Le marché brésilien des cryptomonnaies est entré dans une phase de consolidation réglementaire, les estimations du secteur indiquant que moins de 10 % des entreprises actuellement en activité dans le pays sont susceptibles de demander une autorisation de la Banque centrale avant l'échéance d'octobre.
Résumé
- Moins de 10 % des entreprises de cryptomonnaies opérant au Brésil devraient demander une autorisation de la banque centrale, selon les estimations du secteur.
- Seules 20 à 25 entreprises pourraient demander une autorisation, tandis qu'environ 10 devraient finalement obtenir une licence.
- Les prestataires de services de cryptomonnaies existants ont jusqu'au 30 octobre pour entamer la procédure d'autorisation, sous peine de devoir cesser leurs activités dans les 30 jours.
- Les exigences de capital peuvent aller de 10,8 millions de reais à 37,2 millions de reais, auxquelles s'ajoutent des obligations en matière de gouvernance, de sécurité, d'audit et de conformité.
- Plusieurs entreprises ont déjà fermé, consolidé leurs opérations ou transféré leurs clients particuliers, tandis que le marché s'adapte aux nouvelles règles.
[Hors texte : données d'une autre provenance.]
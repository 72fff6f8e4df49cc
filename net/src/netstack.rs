//! Stack configuration and the centralised network stack state.
//!
//! # Architecture
//!
//! [`NetStack`] is the handle every caller shares (usually as
//! `Arc<NetStack>`).  It owns:
//!
//! - [`StackCore`]: every protocol table (devices, interfaces, routes, ARP
//!   cache, TCP/UDP PCB pools, timers) behind one `IrqMutex`.
//! - the per-protocol input queues, behind their own `IrqMutex` so that the
//!   interrupt side never contends with protocol processing.
//! - the socket table, behind a third lock that is never held while the core
//!   lock is taken.
//! - [`WaitChannels`]: one wait queue per TCP and UDP PCB, outside every lock.
//!
//! # Concurrency
//!
//! Lock order is `core -> inputs` and `core -> wait queue`.  Blocking calls
//! read a wait queue's generation under the core lock, drop the lock and
//! sleep until the generation moves; protocol code wakes the queue while still
//! holding the core lock, exactly like `pthread_cond_broadcast` under the
//! mutex.

use alloc::boxed::Box;
use alloc::sync::Arc;
use alloc::vec::Vec;
use core::fmt;
use core::sync::atomic::{AtomicU64, Ordering};

use laplus_lib::kernel_services::platform;
use laplus_lib::{IrqMutex, IrqMutexGuard, WaitQueue, klog_info};

use crate::arp::{self, ArpCache};
use crate::dispatch::{InputQueue, TimerEntry};
use crate::icmp;
use crate::ipv4::{self, IfaceTable};
use crate::netdev::{DeviceInfo, DeviceRegistry, NetDevice};
use crate::route::RouteTable;
use crate::socket::SocketTable;
use crate::softirq::SoftIrq;
use crate::tcp::{self, TCP_PCB_COUNT, TcpPcbTable};
use crate::types::{DevIndex, EtherType, IfaceId, IpProtocol, Ipv4Addr, NetError};
use crate::udp::{self, UDP_PCB_COUNT, UdpPcbTable};

// =============================================================================
// Configuration
// =============================================================================

/// Stack tunables.  `NetConfig::new()` gives the standard values.
#[derive(Clone, Copy, Debug, PartialEq, Eq)]
pub struct NetConfig {
    /// Age after which a learned ARP entry is evicted.
    pub arp_timeout_ms: u64,
    pub arp_sweep_interval_ms: u64,
    pub tcp_timer_interval_ms: u64,
    /// Initial retransmission timeout of every queued segment.
    pub tcp_rto_ms: u64,
    /// A segment outstanding this long aborts the connection.
    pub tcp_retransmit_deadline_ms: u64,
    /// Substitute for 2MSL.
    pub tcp_time_wait_ms: u64,
    pub ephemeral_port_min: u16,
    pub ephemeral_port_max: u16,
    /// First IPv4 identification value.
    pub ip_id_initial: u16,
    /// Initial send sequence of the first connection.  `None` draws one from
    /// the platform RNG.
    pub iss_seed: Option<u32>,
}

impl NetConfig {
    pub const fn new() -> Self {
        Self {
            arp_timeout_ms: 30_000,
            arp_sweep_interval_ms: 1_000,
            tcp_timer_interval_ms: 100,
            tcp_rto_ms: 200,
            tcp_retransmit_deadline_ms: 12_000,
            tcp_time_wait_ms: 30_000,
            ephemeral_port_min: 49152,
            ephemeral_port_max: 65535,
            ip_id_initial: 128,
            iss_seed: None,
        }
    }

    pub const fn with_iss_seed(mut self, seed: u32) -> Self {
        self.iss_seed = Some(seed);
        self
    }
}

impl Default for NetConfig {
    fn default() -> Self {
        Self::new()
    }
}

/// Static IPv4 assignment for one device.
#[derive(Clone, Copy, PartialEq, Eq)]
pub struct IfaceConfig {
    pub unicast: Ipv4Addr,
    pub netmask: Ipv4Addr,
    /// Default gateway (`UNSPECIFIED` if none).
    pub gateway: Ipv4Addr,
}

impl IfaceConfig {
    pub const fn new(unicast: Ipv4Addr, netmask: Ipv4Addr) -> Self {
        Self {
            unicast,
            netmask,
            gateway: Ipv4Addr::UNSPECIFIED,
        }
    }

    pub const fn with_gateway(mut self, gateway: Ipv4Addr) -> Self {
        self.gateway = gateway;
        self
    }

    /// `broadcast = (unicast & netmask) | !netmask`
    #[inline]
    pub const fn broadcast(&self) -> Ipv4Addr {
        self.unicast.directed_broadcast(self.netmask)
    }

    /// Count the number of leading 1-bits in the netmask (prefix length).
    #[inline]
    pub fn prefix_len(&self) -> u8 {
        self.netmask.to_u32_be().leading_ones() as u8
    }
}

impl fmt::Debug for IfaceConfig {
    fn fmt(&self, f: &mut fmt::Formatter<'_>) -> fmt::Result {
        write!(
            f,
            "IfaceConfig {{ ip={}/{}, gw={} }}",
            self.unicast,
            self.prefix_len(),
            self.gateway
        )
    }
}

// =============================================================================
// Clock
// =============================================================================

/// Millisecond time source for timers, ARP ageing and retransmission.
pub trait Clock: Send + Sync {
    fn now_ms(&self) -> u64;
}

/// Monotonic platform clock.
pub struct SystemClock;

impl Clock for SystemClock {
    fn now_ms(&self) -> u64 {
        laplus_lib::clock::uptime_ms()
    }
}

/// Clock that only moves when told to.
#[derive(Default)]
pub struct ManualClock {
    now: AtomicU64,
}

impl ManualClock {
    pub const fn new(start_ms: u64) -> Self {
        Self {
            now: AtomicU64::new(start_ms),
        }
    }

    pub fn advance(&self, ms: u64) {
        self.now.fetch_add(ms, Ordering::AcqRel);
    }

    pub fn set(&self, ms: u64) {
        self.now.store(ms, Ordering::Release);
    }
}

impl Clock for ManualClock {
    fn now_ms(&self) -> u64 {
        self.now.load(Ordering::Acquire)
    }
}

// =============================================================================
// Wait channels
// =============================================================================

/// One wait queue per PCB slot.  Shared by [`NetStack`] (sleepers) and
/// [`StackCore`] (wakers).
pub struct WaitChannels {
    pub tcp: [WaitQueue; TCP_PCB_COUNT],
    pub udp: [WaitQueue; UDP_PCB_COUNT],
}

impl WaitChannels {
    pub const fn new() -> Self {
        Self {
            tcp: [const { WaitQueue::new() }; TCP_PCB_COUNT],
            udp: [const { WaitQueue::new() }; UDP_PCB_COUNT],
        }
    }
}

impl Default for WaitChannels {
    fn default() -> Self {
        Self::new()
    }
}

// =============================================================================
// StackCore
// =============================================================================

/// All mutable protocol state.  Reached only through [`NetStack::lock`].
pub struct StackCore {
    pub config: NetConfig,
    clock: Arc<dyn Clock>,
    pub(crate) waits: Arc<WaitChannels>,
    pub devices: DeviceRegistry,
    pub(crate) timers: Vec<TimerEntry>,
    pub ifaces: IfaceTable,
    pub routes: RouteTable,
    pub(crate) ip_protocols: Vec<(u8, ipv4::IpHandler)>,
    pub(crate) ip_id: u16,
    pub arp: ArpCache,
    pub tcp: TcpPcbTable,
    pub udp: UdpPcbTable,
    next_iss: u32,
}

impl StackCore {
    fn new(config: NetConfig, clock: Arc<dyn Clock>, waits: Arc<WaitChannels>) -> Self {
        let next_iss = match config.iss_seed {
            Some(seed) => seed,
            None => platform::rng_next() as u32,
        };
        Self {
            config,
            clock,
            waits,
            devices: DeviceRegistry::new(),
            timers: Vec::new(),
            ifaces: IfaceTable::new(),
            routes: RouteTable::new(),
            ip_protocols: Vec::new(),
            ip_id: config.ip_id_initial,
            arp: ArpCache::new(),
            tcp: TcpPcbTable::new(),
            udp: UdpPcbTable::new(),
            next_iss,
        }
    }

    #[inline]
    pub fn now_ms(&self) -> u64 {
        self.clock.now_ms()
    }

    /// Initial send sequence number for a new connection.
    pub(crate) fn alloc_iss(&mut self) -> u32 {
        let iss = self.next_iss;
        self.next_iss = iss.wrapping_add(64_000);
        iss
    }
}

// =============================================================================
// NetStack
// =============================================================================

pub struct NetStack {
    pub(crate) core: IrqMutex<StackCore>,
    pub(crate) inputs: IrqMutex<Vec<InputQueue>>,
    pub(crate) softirq: SoftIrq,
    pub(crate) softirq_wait: WaitQueue,
    pub(crate) sockets: IrqMutex<SocketTable>,
    pub(crate) waits: Arc<WaitChannels>,
}

impl NetStack {
    /// Build a stack on the platform clock.
    pub fn new(config: NetConfig) -> Arc<Self> {
        Self::with_clock(config, Arc::new(SystemClock))
    }

    /// Build a stack with ARP, IPv4, ICMP, TCP and UDP installed and their
    /// timers armed.  No device is registered yet.
    pub fn with_clock(config: NetConfig, clock: Arc<dyn Clock>) -> Arc<Self> {
        let waits = Arc::new(WaitChannels::new());
        let mut core = StackCore::new(config, clock, Arc::clone(&waits));

        core.ip_protocols.push((IpProtocol::Icmp.as_u8(), icmp::input));
        core.ip_protocols.push((IpProtocol::Tcp.as_u8(), tcp::input));
        core.ip_protocols.push((IpProtocol::Udp.as_u8(), udp::input));
        core.register_timer(config.arp_sweep_interval_ms, arp::timer);
        core.register_timer(config.tcp_timer_interval_ms, tcp::timer);

        let inputs = alloc::vec![
            InputQueue::new(EtherType::Arp.as_u16(), arp::input),
            InputQueue::new(EtherType::Ipv4.as_u16(), ipv4::input),
        ];

        Arc::new(Self {
            core: IrqMutex::new(core),
            inputs: IrqMutex::new(inputs),
            softirq: SoftIrq::new(),
            softirq_wait: WaitQueue::new(),
            sockets: IrqMutex::new(SocketTable::new()),
            waits,
        })
    }

    /// Lock the protocol state.
    #[inline]
    pub fn lock(&self) -> IrqMutexGuard<'_, StackCore> {
        self.core.lock()
    }

    pub fn config(&self) -> NetConfig {
        self.core.lock().config
    }

    pub fn register_device(
        &self,
        info: DeviceInfo,
        driver: Box<dyn NetDevice>,
    ) -> Result<DevIndex, NetError> {
        self.core.lock().devices.register(info, driver)
    }

    /// Assign a static IPv4 address to `dev`: interface, connected route and,
    /// when set, the default gateway.
    pub fn configure(&self, dev: DevIndex, cfg: IfaceConfig) -> Result<IfaceId, NetError> {
        let mut core = self.core.lock();
        let iface = ipv4::iface_register(&mut core, dev, cfg.unicast, cfg.netmask)?;
        if !cfg.gateway.is_unspecified() {
            core.routes.set_default_gateway(iface, cfg.gateway);
        }
        klog_info!("net: dev={}, {:?}", dev, cfg);
        Ok(iface)
    }

    pub fn open_device(&self, dev: DevIndex) -> Result<(), NetError> {
        self.core.lock().devices.open(dev)
    }

    pub fn close_device(&self, dev: DevIndex) -> Result<(), NetError> {
        self.core.lock().devices.close(dev)
    }

    /// Open every registered device that is not up yet.
    pub fn run(&self) -> Result<(), NetError> {
        let mut core = self.core.lock();
        for index in 1..=core.devices.len() {
            let dev = DevIndex(index);
            let up = core.devices.get(dev).is_some_and(|d| d.info.is_up());
            if !up {
                core.devices.open(dev)?;
            }
        }
        klog_info!("net: running");
        Ok(())
    }

    /// Close every device that is up.
    pub fn shutdown(&self) -> Result<(), NetError> {
        let mut core = self.core.lock();
        for index in 1..=core.devices.len() {
            let dev = DevIndex(index);
            let up = core.devices.get(dev).is_some_and(|d| d.info.is_up());
            if up {
                core.devices.close(dev)?;
            }
        }
        klog_info!("net: shutting down");
        Ok(())
    }
}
Valor Investe a rapporté que des personnes suivant de près le processus de licence estiment que le Brésil compte entre 150 et 200 entreprises nationales et étrangères fournissant des services sur actifs virtuels, bien que certaines estimations du secteur situent ce chiffre plus près de 300. Seules 20 à 25 devraient disposer du capital, de la structure ou de l'intérêt nécessaires pour postuler, tandis qu'environ 10 pourraient finalement obtenir une autorisation en tant que prestataires de services sur actifs numériques, appelés localement PSAV.
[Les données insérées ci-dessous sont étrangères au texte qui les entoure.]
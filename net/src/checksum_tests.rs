//! Internet checksum tests.
//!
//! Covers:
//! - RFC 1071 worked example
//! - a buffer carrying its own checksum sums to zero, odd lengths included
//! - pseudo-header checksum verifies a built UDP datagram

use crate::checksum::{cksum16, transport_checksum};
use crate::types::{IpProtocol, Ipv4Addr, Port, SockAddr};
use crate::udp;

/// Deterministic filler so the property runs over varied contents.
fn pattern(len: usize, seed: u8) -> Vec<u8> {
    (0..len)
        .map(|i| (i as u8).wrapping_mul(31).wrapping_add(seed))
        .collect()
}

// =============================================================================
// cksum16
// =============================================================================

#[test]
fn rfc1071_example() {
    let data = [0x00, 0x01, 0xf2, 0x03, 0xf4, 0xf5, 0xf6, 0xf7];
    assert_eq!(cksum16(&data, 0), 0x220d);
}

#[test]
fn embedded_checksum_folds_to_zero() {
    for len in [4usize, 5, 20, 21, 63, 64, 1499] {
        for seed in [0u8, 7, 0xff] {
            let mut buf = pattern(len, seed);
            buf[2] = 0;
            buf[3] = 0;
            let sum = cksum16(&buf, 0);
            buf[2..4].copy_from_slice(&sum.to_be_bytes());
            assert_eq!(cksum16(&buf, 0), 0, "len={} seed={}", len, seed);
        }
    }
}

#[test]
fn all_zero_buffer_checksum_is_ffff() {
    assert_eq!(cksum16(&[0; 32], 0), 0xffff);
}

// =============================================================================
// Pseudo-header
// =============================================================================

#[test]
fn udp_datagram_verifies_against_pseudo_header() {
    let src = SockAddr::new(Ipv4Addr::new(192, 0, 2, 1), Port(5000));
    let dst = SockAddr::new(Ipv4Addr::new(192, 0, 2, 2), Port(7));
    let datagram = udp::build_datagram(src, dst, b"ping");
    assert_eq!(
        transport_checksum(src.ip, dst.ip, IpProtocol::Udp.as_u8(), &datagram),
        0
    );
    // The same bytes do not verify between other hosts.
    let other = Ipv4Addr::new(192, 0, 2, 3);
    assert_ne!(
        transport_checksum(src.ip, other, IpProtocol::Udp.as_u8(), &datagram),
        0
    );
}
Les entreprises qui fournissaient des services sur actifs virtuels avant l'entrée en vigueur des nouvelles règles en février ont jusqu'au 30 octobre pour déposer la première étape de leur demande d'autorisation. Les entreprises qui n'entament pas la procédure avant l'échéance auront 30 jours pour cesser leurs activités.
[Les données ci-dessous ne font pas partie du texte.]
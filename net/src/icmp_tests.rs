//! ICMP tests.
//!
//! Covers:
//! - an Echo request is answered with an Echo Reply carrying the same
//!   identifier, sequence and data, sourced from the receiving interface
//! - other message types and corrupted messages produce nothing
//! - an Echo request crosses a wired pair and comes back

use crate::ethernet::ETHER_HDR_SIZE;
use crate::icmp::{self, ICMP_HDR_SIZE, IcmpType, build_message};
use crate::ipv4::{IP_HDR_SIZE_MIN, Ipv4Header};
use crate::netdev::IfaceFamily;
use crate::testutil::{IP_A, IP_B, MAC_A, MAC_B, Pair, add_ether, new_stack};
use crate::types::{IpProtocol, Ipv4Addr};

/// `(header, icmp message)` of an IPv4 frame.
fn icmp_of(frame: &[u8]) -> (Ipv4Header, Vec<u8>) {
    let hdr = Ipv4Header::parse(&frame[ETHER_HDR_SIZE..]).unwrap();
    assert_eq!(hdr.protocol, IpProtocol::Icmp.as_u8());
    let start = ETHER_HDR_SIZE + IP_HDR_SIZE_MIN;
    let end = ETHER_HDR_SIZE + hdr.total_len as usize;
    (hdr, frame[start..end].to_vec())
}

fn echo(id: u16, seq: u16, payload: &[u8]) -> Vec<u8> {
    let mut values = [0u8; 4];
    values[..2].copy_from_slice(&id.to_be_bytes());
    values[2..].copy_from_slice(&seq.to_be_bytes());
    build_message(IcmpType::Echo as u8, 0, values, payload)
}

// =============================================================================
// Responder
// =============================================================================

#[test]
fn echo_request_gets_a_reply() {
    let (stack, _) = new_stack(1);
    let (dev, link) = add_ether(&stack, MAC_A, IP_A);
    let mut core = stack.lock();
    core.arp.add_static(IP_B, MAC_B).unwrap();
    let iface = core.devices.iface(dev, IfaceFamily::Ipv4).unwrap();

    icmp::input(&mut core, &echo(0x1234, 7, b"abcdefgh"), IP_B, IP_A, iface);

    let frames = link.frames();
    assert_eq!(frames.len(), 1);
    let (hdr, msg) = icmp_of(&frames[0]);
    assert_eq!(hdr.src, IP_A);
    assert_eq!(hdr.dst, IP_B);
    assert_eq!(msg[0], IcmpType::EchoReply as u8);
    assert_eq!(u16::from_be_bytes([msg[4], msg[5]]), 0x1234);
    assert_eq!(u16::from_be_bytes([msg[6], msg[7]]), 7);
    assert_eq!(&msg[ICMP_HDR_SIZE..], b"abcdefgh");
    assert_eq!(crate::checksum::cksum16(&msg, 0), 0);
}

#[test]
fn broadcast_echo_is_answered_from_the_interface_address() {
    let (stack, _) = new_stack(1);
    let (dev, link) = add_ether(&stack, MAC_A, IP_A);
    let mut core = stack.lock();
    core.arp.add_static(IP_B, MAC_B).unwrap();
    let iface = core.devices.iface(dev, IfaceFamily::Ipv4).unwrap();

    icmp::input(&mut core, &echo(1, 1, b""), IP_B, Ipv4Addr::BROADCAST, iface);

    let (hdr, _) = icmp_of(&link.frames()[0]);
    assert_eq!(hdr.src, IP_A);
}

#[test]
fn other_messages_are_ignored() {
    let (stack, _) = new_stack(1);
    let (dev, link) = add_ether(&stack, MAC_A, IP_A);
    let mut core = stack.lock();
    core.arp.add_static(IP_B, MAC_B).unwrap();
    let iface = core.devices.iface(dev, IfaceFamily::Ipv4).unwrap();

    let unreach = build_message(IcmpType::DestUnreach as u8, 3, [0; 4], &[0; 28]);
    icmp::input(&mut core, &unreach, IP_B, IP_A, iface);

    let mut corrupt = echo(1, 1, b"data");
    corrupt[8] ^= 0x01;
    icmp::input(&mut core, &corrupt, IP_B, IP_A, iface);

    icmp::input(&mut core, &echo(1, 1, b"")[..ICMP_HDR_SIZE - 1], IP_B, IP_A, iface);

    assert!(link.frames().is_empty());
}

// =============================================================================
// End to end
// =============================================================================

#[test]
fn ping_across_a_pair() {
    let pair = Pair::new();
    icmp::echo_request(&mut pair.a.lock(), 42, 1, b"ping", IP_A, IP_B).unwrap();
    pair.pump();

    let replies = pair.link_b.frames();
    assert_eq!(replies.len(), 1);
    let (hdr, msg) = icmp_of(&replies[0]);
    assert_eq!(hdr.src, IP_B);
    assert_eq!(hdr.dst, IP_A);
    assert_eq!(msg[0], IcmpType::EchoReply as u8);
    assert_eq!(u16::from_be_bytes([msg[4], msg[5]]), 42);
    assert_eq!(&msg[ICMP_HDR_SIZE..], b"ping");

    let (request, _) = icmp_of(&pair.link_a.frames()[0]);
    assert_eq!(request.id, 128);
}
Les estimations restent officieuses et le nombre de demandes ne sera connu qu'à la clôture de la période de dépôt. Les institutions financières qui détiennent déjà une licence bancaire de la Banque centrale n'ont pas besoin d'une autorisation distincte pour opérer dans le secteur, tandis que les gestionnaires de fonds restent soumis au cadre réglementaire de la Commission des valeurs mobilières du Brésil, ou CVM.
L'octroi de licences aux cryptomonnaies au Brésil pourrait ne laisser qu'une dizaine d'entreprises autorisées
Plusieurs entreprises de cryptomonnaies se sont déjà restructurées ou retirées du Brésil à l'approche de l'échéance d'autorisation.
Bitnuvem a fermé ses activités cette année, invoquant notamment la hausse des coûts d'exploitation et les exigences réglementaires parmi les raisons de sa décision. NovaDAX a suivi en juin, mettant fin à son activité brésilienne dans le cadre d'un accord permettant aux clients de migrer vers Foxbit.
Digitra.com a ensuite fermé son activité de détail et dirigé les clients vers Foxbit, tandis que BTG Pactual a intégré sa plateforme de cryptomonnaies Mynt aux plateformes existantes de la banque. Cette décision a intégré les activités d'actifs numériques du groupe dans la structure existante de BTG Pactual.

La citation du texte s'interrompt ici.